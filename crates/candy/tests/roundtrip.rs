//! End-to-end tests driving the builder and batch through an in-memory mock
//! driver that records prepared SQL and bound parameters.

use std::cell::RefCell;
use std::rc::Rc;

use candy::{
    Action, Batch, BindType, CandyError, CandyResult, Condition, Connection, ErrorInfo, Row,
    Statement, Value, builder,
};

/// Mock connection: records every prepared SQL text and every bound
/// parameter. Statements whose SQL contains `fail_on` fail at execute with a
/// driver error.
#[derive(Debug, Default)]
struct MockConnection {
    prepared: RefCell<Vec<String>>,
    binds: Rc<RefCell<Vec<(String, Value, BindType)>>>,
    canned_rows: Vec<Row>,
    fail_on: Option<String>,
}

impl MockConnection {
    fn with_rows(rows: Vec<Row>) -> Self {
        Self {
            canned_rows: rows,
            ..Default::default()
        }
    }

    fn prepared_sql(&self) -> Vec<String> {
        self.prepared.borrow().clone()
    }

    fn bound(&self) -> Vec<(String, Value, BindType)> {
        self.binds.borrow().clone()
    }
}

#[derive(Debug)]
struct MockStatement {
    binds: Rc<RefCell<Vec<(String, Value, BindType)>>>,
    rows: Vec<Row>,
    executed: bool,
    fail: bool,
    error: ErrorInfo,
}

impl Connection for MockConnection {
    type Statement = MockStatement;

    fn prepare(&self, sql: &str) -> CandyResult<MockStatement> {
        self.prepared.borrow_mut().push(sql.to_string());
        let fail = self
            .fail_on
            .as_deref()
            .is_some_and(|needle| sql.contains(needle));
        Ok(MockStatement {
            binds: Rc::clone(&self.binds),
            rows: self.canned_rows.clone(),
            executed: false,
            fail,
            error: ErrorInfo::ok(),
        })
    }
}

impl Statement for MockStatement {
    fn bind_value(&mut self, name: &str, value: Value, ty: BindType) -> CandyResult<()> {
        self.binds.borrow_mut().push((name.to_string(), value, ty));
        Ok(())
    }

    fn execute(&mut self) -> CandyResult<()> {
        if self.fail {
            self.error = ErrorInfo::new(1064, "syntax error").with_detail("42000");
            return Err(CandyError::Driver(self.error.clone()));
        }
        self.executed = true;
        Ok(())
    }

    fn fetch_all(&mut self) -> CandyResult<Vec<Row>> {
        Ok(self.rows.clone())
    }

    fn fetch_one(&mut self) -> CandyResult<Option<Row>> {
        Ok(self.rows.first().cloned())
    }

    fn row_count(&self) -> u64 {
        if self.executed { self.rows.len() as u64 } else { 0 }
    }

    fn error_info(&self) -> ErrorInfo {
        self.error.clone()
    }
}

fn user_row(name: &str) -> Row {
    Row::from_pairs([("name", Value::from(name))])
}

#[test]
fn insert_prepares_binds_and_executes() {
    let conn = MockConnection::default();
    let mut stmt = builder(&conn, Action::Insert)
        .fields([
            ("name", Value::from("Yonas")),
            ("age", Value::from(30i64)),
            ("active", Value::from(true)),
            ("nickname", Value::Null),
        ])
        .table("users");

    stmt.build().unwrap().execute().unwrap();
    assert!(stmt.is_built());
    assert!(stmt.error_info().is_ok());

    assert_eq!(
        conn.prepared_sql(),
        ["INSERT INTO `users` (`name`, `age`, `active`, `nickname`) \
          VALUES (:name, :age, :active, :nickname)"]
    );
    assert_eq!(
        conn.bound(),
        [
            (":name".to_string(), Value::from("Yonas"), BindType::Text),
            (":age".to_string(), Value::from(30i64), BindType::Int),
            (":active".to_string(), Value::from(true), BindType::Bool),
            (":nickname".to_string(), Value::Null, BindType::Null),
        ]
    );
}

#[test]
fn bound_parameters_carry_inferred_types() {
    let conn = MockConnection::default();
    let stmt = builder(&conn, Action::Insert)
        .fields([
            ("age", Value::from(30i64)),
            ("active", Value::from(true)),
            ("nickname", Value::Null),
            ("name", Value::from("Yonas")),
        ])
        .table("users");

    let params = stmt.to_params().unwrap();
    let bound: Vec<(&str, BindType)> = params
        .iter()
        .map(|p| (p.placeholder.as_str(), p.value.bind_type()))
        .collect();
    assert_eq!(
        bound,
        [
            (":age", BindType::Int),
            (":active", BindType::Bool),
            (":nickname", BindType::Null),
            (":name", BindType::Text),
        ]
    );
}

#[test]
fn select_fetches_rows_and_paginates() {
    let rows: Vec<Row> = ["a", "b", "c", "d", "e"].map(|n| user_row(n)).to_vec();
    let conn = MockConnection::with_rows(rows);

    let mut stmt = builder(&conn, Action::Select)
        .fields(["*"])
        .table("users");
    stmt.build().unwrap().execute().unwrap();

    let all = stmt.result_set().unwrap();
    assert_eq!(all.len(), 5);
    assert_eq!(all[0].get("name"), Some(&Value::from("a")));

    let one = stmt.result_single().unwrap();
    assert_eq!(one.unwrap().get("name"), Some(&Value::from("a")));

    let pages = stmt.as_pagination(2).unwrap();
    assert_eq!(pages.len(), 3);
    assert_eq!(pages[2].len(), 1);

    assert_eq!(stmt.row_count().unwrap(), 5);
}

#[test]
fn filtered_select_round_trips() {
    let conn = MockConnection::with_rows(vec![user_row("Yonas")]);
    let mut stmt = builder(&conn, Action::Select)
        .fields(["name"])
        .table("users")
        .filter([("name", Condition::eq("Yonas"))])
        .limit(1);
    stmt.build().unwrap().execute().unwrap();

    assert_eq!(
        conn.prepared_sql(),
        ["SELECT `name` FROM `users` WHERE `name` = :wherename LIMIT 1"]
    );
    let row = stmt.result_single().unwrap().unwrap();
    assert_eq!(row.get("name"), Some(&Value::from("Yonas")));
}

#[test]
fn pagination_before_build_is_empty() {
    let conn = MockConnection::with_rows(vec![user_row("a")]);
    let mut stmt = builder(&conn, Action::Select).fields(["*"]).table("users");
    assert!(stmt.as_pagination(2).unwrap().is_empty());
}

#[test]
fn missing_table_never_touches_the_connection() {
    let conn = MockConnection::default();
    let mut stmt = builder(&conn, Action::Select).fields(["*"]);
    assert!(matches!(
        stmt.build(),
        Err(CandyError::MissingArgument("table"))
    ));
    assert!(conn.prepared_sql().is_empty());
}

#[test]
fn execute_failure_propagates_and_is_inspectable() {
    let conn = MockConnection {
        fail_on: Some("DELETE".to_string()),
        ..Default::default()
    };
    let mut stmt = builder(&conn, Action::Delete).table("users").limit(1);
    stmt.build().unwrap();

    let err = stmt.execute().unwrap_err();
    assert!(matches!(err, CandyError::Driver(ref info) if info.code == 1064));
    // The descriptor stays retrievable after the fact.
    assert_eq!(stmt.error_info().code, 1064);
    assert_eq!(stmt.error_info().detail.as_deref(), Some("42000"));
}

#[test]
fn rebuild_replaces_the_statement_handle() {
    let conn = MockConnection::default();
    let mut stmt = builder(&conn, Action::Delete).table("users");
    stmt.build().unwrap();
    stmt.build().unwrap();
    assert_eq!(conn.prepared_sql().len(), 2);
    assert!(stmt.is_built());
}

#[test]
fn batch_executes_entries_in_order_and_isolates_failures() {
    let conn = MockConnection {
        canned_rows: vec![user_row("Yonas")],
        fail_on: Some("DELETE".to_string()),
        ..Default::default()
    };

    let mut batch = Batch::new();
    builder(&conn, Action::Insert)
        .fields([("name", "Yonas")])
        .table("users")
        .add_to(&mut batch);
    builder(&conn, Action::Delete).table("users").add_to(&mut batch);
    builder(&conn, Action::Select)
        .fields(["name"])
        .table("users")
        .add_to(&mut batch);
    assert_eq!(batch.len(), 3);

    batch.execute(true);

    assert_eq!(batch.results().len(), 3);
    assert_eq!(batch.errors().len(), 3);

    // Entry 0 and 2 succeed; entry 1 fails without halting entry 2.
    assert!(batch.errors()[0].is_ok());
    assert_eq!(batch.errors()[1].code, 1064);
    assert!(batch.errors()[2].is_ok());
    assert!(batch.results()[1].is_empty());
    assert_eq!(batch.results()[2][0].get("name"), Some(&Value::from("Yonas")));

    // All three entries were prepared, in list order.
    let sql = conn.prepared_sql();
    assert_eq!(sql.len(), 3);
    assert!(sql[0].starts_with("INSERT"));
    assert!(sql[1].starts_with("DELETE"));
    assert!(sql[2].starts_with("SELECT"));
}

#[test]
fn batch_skips_unbuilt_entries_without_force_build() {
    let conn = MockConnection::default();
    let mut batch = Batch::new();

    let mut prebuilt = builder(&conn, Action::Delete).table("users");
    prebuilt.build().unwrap();
    batch.add(prebuilt);

    // Never built; must be skipped entirely.
    builder(&conn, Action::Delete).table("sessions").add_to(&mut batch);

    batch.execute(false);
    assert_eq!(batch.results().len(), 1);
    assert_eq!(batch.errors().len(), 1);
    assert_eq!(conn.prepared_sql().len(), 1);
}

#[test]
fn batch_records_build_failures() {
    let conn = MockConnection::default();
    let mut batch = Batch::new();
    // Table never set: build fails, error is captured, batch continues.
    builder(&conn, Action::Insert)
        .fields([("name", "Yonas")])
        .add_to(&mut batch);
    builder(&conn, Action::Delete).table("users").add_to(&mut batch);

    batch.execute(true);
    assert_eq!(batch.errors().len(), 2);
    assert_eq!(batch.errors()[0].code, -1);
    assert!(batch.errors()[0].message.contains("table"));
    assert!(batch.errors()[1].is_ok());
}
//! Sequential execution of independently configured builders.

use crate::builder::StatementBuilder;
use crate::client::Connection;
use crate::error::ErrorInfo;
use crate::row::Row;
use tracing::debug;

/// An ordered collection of builders executed one at a time in list order.
///
/// Each executed entry's result rows and error descriptor are captured in
/// matching positions; a failing entry is recorded and does not halt the
/// remaining entries. There is no parallel execution and no retry.
pub struct Batch<'a, C: Connection> {
    list: Vec<StatementBuilder<'a, C>>,
    results: Vec<Vec<Row>>,
    errors: Vec<ErrorInfo>,
}

impl<'a, C: Connection> Batch<'a, C> {
    /// Create an empty batch.
    pub fn new() -> Self {
        Self {
            list: Vec::new(),
            results: Vec::new(),
            errors: Vec::new(),
        }
    }

    /// Append a builder to the batch.
    pub fn add(&mut self, builder: StatementBuilder<'a, C>) {
        self.list.push(builder);
    }

    /// Number of builders in the batch.
    pub fn len(&self) -> usize {
        self.list.len()
    }

    /// Whether the batch holds no builders.
    pub fn is_empty(&self) -> bool {
        self.list.is_empty()
    }

    /// Result sets captured by the last [`execute`](Self::execute), one per
    /// executed entry, in list order.
    pub fn results(&self) -> &[Vec<Row>] {
        &self.results
    }

    /// Error descriptors captured by the last [`execute`](Self::execute),
    /// positionally matching [`results`](Self::results).
    pub fn errors(&self) -> &[ErrorInfo] {
        &self.errors
    }

    /// Execute every entry in list order.
    ///
    /// Entries already built are executed directly. Unbuilt entries are built
    /// first when `force_build` is set, and skipped entirely otherwise (they
    /// leave no result or error slot). Previous results and errors are
    /// discarded.
    pub fn execute(&mut self, force_build: bool) {
        self.results.clear();
        self.errors.clear();

        for entry in &mut self.list {
            if !entry.is_built() {
                if !force_build {
                    continue;
                }
                if let Err(err) = entry.build() {
                    debug!(action = %entry.action(), error = %err, "batch entry failed to build");
                    self.errors.push(err.to_error_info());
                    self.results.push(Vec::new());
                    continue;
                }
            }

            match entry.execute() {
                Ok(_) => {
                    self.errors.push(entry.error_info());
                    // A fetch failure leaves an empty result for this entry.
                    self.results.push(entry.result_set().unwrap_or_default());
                }
                Err(err) => {
                    debug!(action = %entry.action(), error = %err, "batch entry failed to execute");
                    self.errors.push(err.to_error_info());
                    self.results.push(Vec::new());
                }
            }
        }
    }
}

impl<'a, C: Connection> Default for Batch<'a, C> {
    fn default() -> Self {
        Self::new()
    }
}

impl<'a, C: Connection> StatementBuilder<'a, C> {
    /// Hand this builder over to `batch`, keeping call-site chaining intact.
    pub fn add_to(self, batch: &mut Batch<'a, C>) {
        batch.add(self);
    }
}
# # # #
_Activity:_
Copy all lines of the records that have the string "StatementBuilder" in them.

_Problem solution:_
use crate::builder::StatementBuilder;
    list: Vec<StatementBuilder<'a, C>>,
    pub fn add(&mut self, builder: StatementBuilder<'a, C>) {
impl<'a, C: Connection> StatementBuilder<'a, C> {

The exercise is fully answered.